School was cancelled, plays were postponed and businesses shut up shop early Friday as an unexpected amount of snow fell on Dawson County.
Thursday evening reports from the National Weather Service predicted up to one inch of accumulation overnight on Friday, but instead between four and 10 inches greeted residents Saturday morning.
A Winter Weather Advisory went into effect for portions of north and central Georgia beginning at 5 a.m. Friday through 7 a.m. Saturday, and then was extended an extra three hours.
Though beautiful, the snow posed an inconvenience
for many as the threat of black ice loomed.
Dawson County Schools were closed Friday and county and city government offices closed early that afternoon. Monday saw a two-hour delay for students as well.
Gingerbread decorating workshops at the library
were cancelled and rescheduled for this weekend, and “Shrek the Musical,” which
was set to be performed at the Performing Arts Center Friday and Saturday, was
Power outages were numerous: according to the NWS, at the height of the snow storm over 200,000 customers in north Georgia were in the dark and more than 1,500 residents in Dawson County were without power over the weekend.

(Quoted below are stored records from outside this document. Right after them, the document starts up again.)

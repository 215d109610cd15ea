//! Fetching and unpacking of extra downloads.
//!
//! This module provides the mechanics the installer delegates to: streamed
//! URL fetches (or local copies), zip extraction filtered through an ignore
//! set, and checksum verification.

mod archive;
mod checksum;
mod file;
mod ignore;

pub use archive::ZipExtractor;
pub use checksum::{verify_checksum, ChecksumType};
pub use file::FileDownloader;
pub use ignore::IgnoreSet;
//! Output sink the installers report through.

use std::io::Write;

use console::{style, Term};

/// Receiver for the installer's informational messages.
///
/// The host package manager usually adapts its own console abstraction to
/// this; [`ConsoleOutput`] is a ready-made terminal implementation.
pub trait OutputSink: Send + Sync {
    /// Write a single informational line.
    fn write(&self, message: &str);

    /// Write a line only shown in verbose mode. Default: discarded.
    fn write_verbose(&self, _message: &str) {}
}

/// Verbosity levels
#[derive(Debug, Clone, Copy, PartialEq, Eq, PartialOrd, Ord, Default)]
pub enum Verbosity {
    Quiet,
    #[default]
    Normal,
    Verbose,
}

/// Terminal-backed output sink.
pub struct ConsoleOutput {
    term: Term,
    verbosity: Verbosity,
}

impl ConsoleOutput {
    pub fn new() -> Self {
        Self {
            term: Term::stderr(),
            verbosity: Verbosity::Normal,
        }
    }

    pub fn with_verbosity(mut self, verbosity: Verbosity) -> Self {
        self.verbosity = verbosity;
        self
    }

    pub fn is_quiet(&self) -> bool {
        self.verbosity == Verbosity::Quiet
    }
}

impl Default for ConsoleOutput {
    fn default() -> Self {
        Self::new()
    }
}

impl OutputSink for ConsoleOutput {
    fn write(&self, message: &str) {
        if self.verbosity >= Verbosity::Normal {
            let _ = writeln!(&self.term, "{}", style(message).green());
        }
    }

    fn write_verbose(&self, message: &str) {
        if self.verbosity >= Verbosity::Verbose {
            let _ = writeln!(&self.term, "{}", style(message).dim());
        }
    }
}

/// Sink that discards everything.
pub struct NullOutput;

impl OutputSink for NullOutput {
    fn write(&self, _message: &str) {}
}

#[cfg(test)]
mod tests {
    use super::*;

    #[test]
    fn test_verbosity_ordering() {
        assert!(Verbosity::Quiet < Verbosity::Normal);
        assert!(Verbosity::Normal < Verbosity::Verbose);
    }

    #[test]
    fn test_console_output_creation() {
        let output = ConsoleOutput::new();
        assert!(!output.is_quiet());

        let quiet = ConsoleOutput::new().with_verbosity(Verbosity::Quiet);
        assert!(quiet.is_quiet());
    }

    #[test]
    fn test_null_output_accepts_writes() {
        NullOutput.write("message");
        NullOutput.write_verbose("message");
    }
}
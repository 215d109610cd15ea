//! Installation of resolved subpackages.
//!
//! [`PackageInstaller`] drives the whole per-package cycle;
//! [`DownloadInstaller`] performs the actual download/extract work for one
//! subpackage and keeps the tracking state that makes the cycle idempotent.

mod package_installer;
mod subpackage_installer;

pub use package_installer::PackageInstaller;
pub use subpackage_installer::{DownloadInstaller, SubpackageInstaller};
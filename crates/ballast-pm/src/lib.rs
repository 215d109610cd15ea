pub mod downloader;
pub mod error;
pub mod factory;
pub mod filter;
pub mod host;
pub mod http;
pub mod installer;
pub mod io;
pub mod package;
pub mod subpackage;
pub mod types;

pub use error::{BallastError, Result};
pub use factory::{DownloadsFactory, SubpackageFactory};
pub use host::{Host, HostBuilder, InstallationManager};
pub use http::{HttpClient, HttpClientConfig};
pub use installer::{DownloadInstaller, PackageInstaller, SubpackageInstaller};
pub use io::{ConsoleOutput, NullOutput, OutputSink, Verbosity};
pub use package::{HostPackage, PackageMetadata};
pub use subpackage::{DownloadSource, Subpackage};
pub use types::{classify, SubpackageType};
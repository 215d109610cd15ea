use std::path::{Component, Path};
use std::sync::Arc;

use serde_json::{Map, Value};

use crate::error::Result;
use crate::package::PackageMetadata;
use crate::types::json_type_name;

use super::{Filter, FilterContext};

/// Validates the destination path.
///
/// The target must stay inside the package's install directory: relative,
/// and free of `..` components.
pub struct TargetFilter {
    ctx: FilterContext,
}

impl TargetFilter {
    pub fn new(name: impl Into<String>, package: Arc<dyn PackageMetadata>) -> Self {
        Self {
            ctx: FilterContext::new(name, package),
        }
    }
}

impl Filter for TargetFilter {
    type Output = String;

    fn filter(&self, entry: &Map<String, Value>) -> Result<String> {
        let value = match entry.get("target") {
            Some(value) => value,
            None => return Err(self.ctx.unexpected("target", "string", "null")),
        };
        let raw = value
            .as_str()
            .ok_or_else(|| self.ctx.unexpected("target", "string", json_type_name(value)))?;

        if raw.is_empty() {
            return Err(self.ctx.unexpected("target", "a non-empty string", ""));
        }

        let path = Path::new(raw);
        if path.is_absolute() {
            return Err(self.ctx.unexpected("target", "a relative path", raw));
        }
        if path.components().any(|c| matches!(c, Component::ParentDir)) {
            return Err(self
                .ctx
                .unexpected("target", "a path inside the package", raw));
        }

        Ok(raw.to_string())
    }
}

The most treacherous result of the storm was the roads, as many smaller roads were rendered impassable due to snow and ice.

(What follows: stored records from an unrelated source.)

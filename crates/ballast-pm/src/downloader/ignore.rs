//! Ignore-rule matching for archive extraction.

use glob::Pattern;

use crate::error::{BallastError, Result};

/// An ordered set of glob rules deciding which archive-internal paths are
/// skipped during extraction.
///
/// Rules are evaluated top to bottom and the last matching rule wins: a
/// plain pattern excludes, a `!`-prefixed pattern re-includes. Patterns use
/// `glob` syntax with default options, so `*` crosses `/` and `dir/*`
/// covers the whole subtree.
pub struct IgnoreSet {
    rules: Vec<IgnoreRule>,
}

struct IgnoreRule {
    pattern: Pattern,
    negated: bool,
}

impl IgnoreSet {
    /// Compile an ordered rule list. Fails on a malformed glob.
    pub fn from_rules(rules: &[String]) -> Result<Self> {
        let rules = rules
            .iter()
            .map(|raw| {
                let (negated, pattern) = match raw.strip_prefix('!') {
                    Some(rest) => (true, rest),
                    None => (false, raw.as_str()),
                };
                Pattern::new(pattern)
                    .map(|pattern| IgnoreRule { pattern, negated })
                    .map_err(|e| {
                        BallastError::InstallationFailed(format!(
                            "Invalid ignore pattern \"{}\": {}",
                            raw, e
                        ))
                    })
            })
            .collect::<Result<Vec<_>>>()?;

        Ok(Self { rules })
    }

    pub fn is_empty(&self) -> bool {
        self.rules.is_empty()
    }

    /// Whether `path` (an archive-relative path) should be skipped.
    pub fn is_excluded(&self, path: &str) -> bool {
        let mut excluded = false;
        for rule in &self.rules {
            if rule.pattern.matches(path) {
                excluded = !rule.negated;
            }
        }
        excluded
    }
}

#[cfg(test)]
mod tests {
    use super::*;

    fn set(rules: &[&str]) -> IgnoreSet {
        let rules: Vec<String> = rules.iter().map(|s| s.to_string()).collect();
        IgnoreSet::from_rules(&rules).unwrap()
    }

    #[test]
    fn test_empty_set_excludes_nothing() {
        let ignore = set(&[]);
        assert!(ignore.is_empty());
        assert!(!ignore.is_excluded("any/path.txt"));
    }

    #[test]
    fn test_plain_exclusion() {
        let ignore = set(&["docs/*"]);
        assert!(ignore.is_excluded("docs/readme.md"));
        assert!(ignore.is_excluded("docs/api/index.html"));
        assert!(!ignore.is_excluded("src/lib.rs"));
    }

    #[test]
    fn test_negation_reincludes() {
        let ignore = set(&["dir/*", "!dir/file"]);
        assert!(ignore.is_excluded("dir/other"));
        assert!(!ignore.is_excluded("dir/file"));
    }

    #[test]
    fn test_last_match_wins() {
        let ignore = set(&["!dir/file", "dir/*"]);
        // The re-include comes first, so the later exclusion overrides it.
        assert!(ignore.is_excluded("dir/file"));

        let ignore = set(&["dir/*", "!dir/keep/*", "dir/keep/secret"]);
        assert!(ignore.is_excluded("dir/other"));
        assert!(!ignore.is_excluded("dir/keep/file"));
        assert!(ignore.is_excluded("dir/keep/secret"));
    }

    #[test]
    fn test_invalid_pattern() {
        let rules = vec!["[".to_string()];
        assert!(IgnoreSet::from_rules(&rules).is_err());
    }
}
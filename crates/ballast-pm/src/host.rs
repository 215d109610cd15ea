//! Handle to the embedding package manager.

use std::path::PathBuf;
use std::sync::Arc;

use anyhow::{Context, Result};

use crate::http::HttpClient;
use crate::package::PackageMetadata;

/// The slice of the host's installation machinery this crate consumes.
pub trait InstallationManager: Send + Sync {
    /// Absolute install directory of a (non-root) package.
    fn install_path(&self, package: &dyn PackageMetadata) -> PathBuf;

    /// Make sure the package's binaries are linked/present before extra
    /// files are placed next to them.
    fn ensure_binaries_presence(&self, package: &dyn PackageMetadata) -> crate::error::Result<()>;
}

/// The context handed to the installers: where the root project lives, how
/// install paths resolve, and which HTTP client to fetch with.
pub struct Host {
    pub working_dir: PathBuf,
    pub installation_manager: Arc<dyn InstallationManager>,
    pub http_client: Arc<HttpClient>,
}

impl Host {
    pub fn builder(working_dir: PathBuf) -> HostBuilder {
        HostBuilder::new(working_dir)
    }
}

/// Builder for [`Host`] instances.
pub struct HostBuilder {
    working_dir: PathBuf,
    installation_manager: Option<Arc<dyn InstallationManager>>,
    http_client: Option<Arc<HttpClient>>,
}

impl HostBuilder {
    pub fn new(working_dir: PathBuf) -> Self {
        Self {
            working_dir,
            installation_manager: None,
            http_client: None,
        }
    }

    pub fn with_installation_manager(mut self, manager: Arc<dyn InstallationManager>) -> Self {
        self.installation_manager = Some(manager);
        self
    }

    pub fn with_http_client(mut self, http_client: Arc<HttpClient>) -> Self {
        self.http_client = Some(http_client);
        self
    }

    pub fn build(mut self) -> Result<Host> {
        let installation_manager = self
            .installation_manager
            .take()
            .ok_or_else(|| anyhow::anyhow!("an installation manager is required"))?;

        let http_client = match self.http_client.take() {
            Some(client) => client,
            None => Arc::new(HttpClient::new().context("Failed to create HTTP client")?),
        };

        Ok(Host {
            working_dir: self.working_dir,
            installation_manager,
            http_client,
        })
    }
}
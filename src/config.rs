//! Settings: schema types plus the file and environment loader.
//!
//! Every section has defaults, so a missing file is not an error.

mod load;
mod schema;

pub use load::default_log_dir;
pub use schema::*;

#[cfg(test)]
mod tests;
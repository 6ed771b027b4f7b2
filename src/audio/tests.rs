use std::sync::{Arc, Mutex};

use super::sink::open_source;
use super::types::{DecoderSignal, SignalSender};
use crate::error::DecoderError;

#[test]
fn signal_sender_tags_signals_with_its_generation() {
    let seen: Arc<Mutex<Vec<(u64, DecoderSignal)>>> = Arc::new(Mutex::new(Vec::new()));
    let sink = seen.clone();
    let signals = SignalSender::new(
        7,
        Arc::new(move |generation, signal| sink.lock().unwrap().push((generation, signal))),
    );

    signals.send(DecoderSignal::Prepared);
    signals.clone().send(DecoderSignal::Completed);

    assert_eq!(signals.generation(), 7);
    assert_eq!(
        *seen.lock().unwrap(),
        vec![(7, DecoderSignal::Prepared), (7, DecoderSignal::Completed)]
    );
}

#[test]
fn open_source_reports_missing_file() {
    let dir = tempfile::tempdir().unwrap();
    let err = open_source(&dir.path().join("missing.mp3")).err().unwrap();
    assert!(matches!(err, DecoderError::Open { .. }));
}

#[test]
fn open_source_reports_undecodable_file() {
    let dir = tempfile::tempdir().unwrap();
    let path = dir.path().join("garbage.mp3");
    std::fs::write(&path, b"definitely not audio").unwrap();

    let err = open_source(&path).err().unwrap();
    assert!(matches!(err, DecoderError::Decode { .. }));
}
use crate::audio::DecoderSignal;

/// Lifecycle state of the playback session.
#[derive(Copy, Clone, Debug, PartialEq, Eq, Default)]
pub enum PlaybackState {
    /// No decoder resource held.
    #[default]
    Idle,
    /// Decoder acquired and bound, waiting for readiness.
    Preparing,
    Playing,
    Paused,
}

/// Everything that can drive the session: user input, remote control and
/// decoder signals all arrive through one channel of these.
#[derive(Debug, Clone, PartialEq, Eq)]
pub enum SessionEvent {
    /// Play the catalog entry at this index.
    Select(usize),
    TogglePlayPause,
    /// Resume if paused, otherwise start the current (or first) track.
    Play,
    /// Pause if playing.
    Pause,
    /// User dragged the seek bar to this position (milliseconds).
    Seek(u64),
    /// Scrub relative to the current position (milliseconds).
    SeekBy(i64),
    Next,
    Previous,
    ToggleShuffle,
    ToggleRepeat,
    /// A decoder resource reported something.
    Decoder { generation: u64, signal: DecoderSignal },
    /// Release everything; the runtime exits after handling it.
    Quit,
}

According to Kristen Cloud, executive assistant to the county manager, emergency services responded to 25 calls for service on Friday and Saturday, which Cloud said “was not a large increase from normal demand.”
Several calls were for downed power lines, falls and motor vehicle crashes. No serious injuries were reported.
Public Works had full staff working Friday until 6 p.m. and half crew from 6 p.m. Friday to 1 a.m. Saturday, Cloud said. A new crew worked from 1 a.m. to 9 a.m., when the first crew returned and worked until noon.
Crews pre-treated bridges and fire stations with salt and gravel, and did not utilize ice melting material on the roadways until early Monday morning, Cloud said.
“Total labor hours dedicated to the storm event cleanup was approximately 360 hours, with a total of 15 public works employees working during the peak of the event,” Cloud said.
Once the worst of the storm was over, residents got outside and enjoyed the unusual weather.
The fresh layer of powder that accumulated overnight Friday made for perfect sledding, snow angel and snowman material.
Knox Honea, 4, decided he wanted a snowman that looked just like Olaf from the movie “Frozen.”
His aunt and other relatives, including his mother’s cousin Hayley Hicks, decided they had to oblige.
“He actually requested to build a snowman that looked like Olaf, and that was as good as we could get it,” she said about a photo where Honea posed next to his snowman near Howser Mill Road in Dawsonville. “It looked like Olaf to him, so he approved.”
As of press time Tuesday, some snow still lingered in the shade around downtown Dawsonville.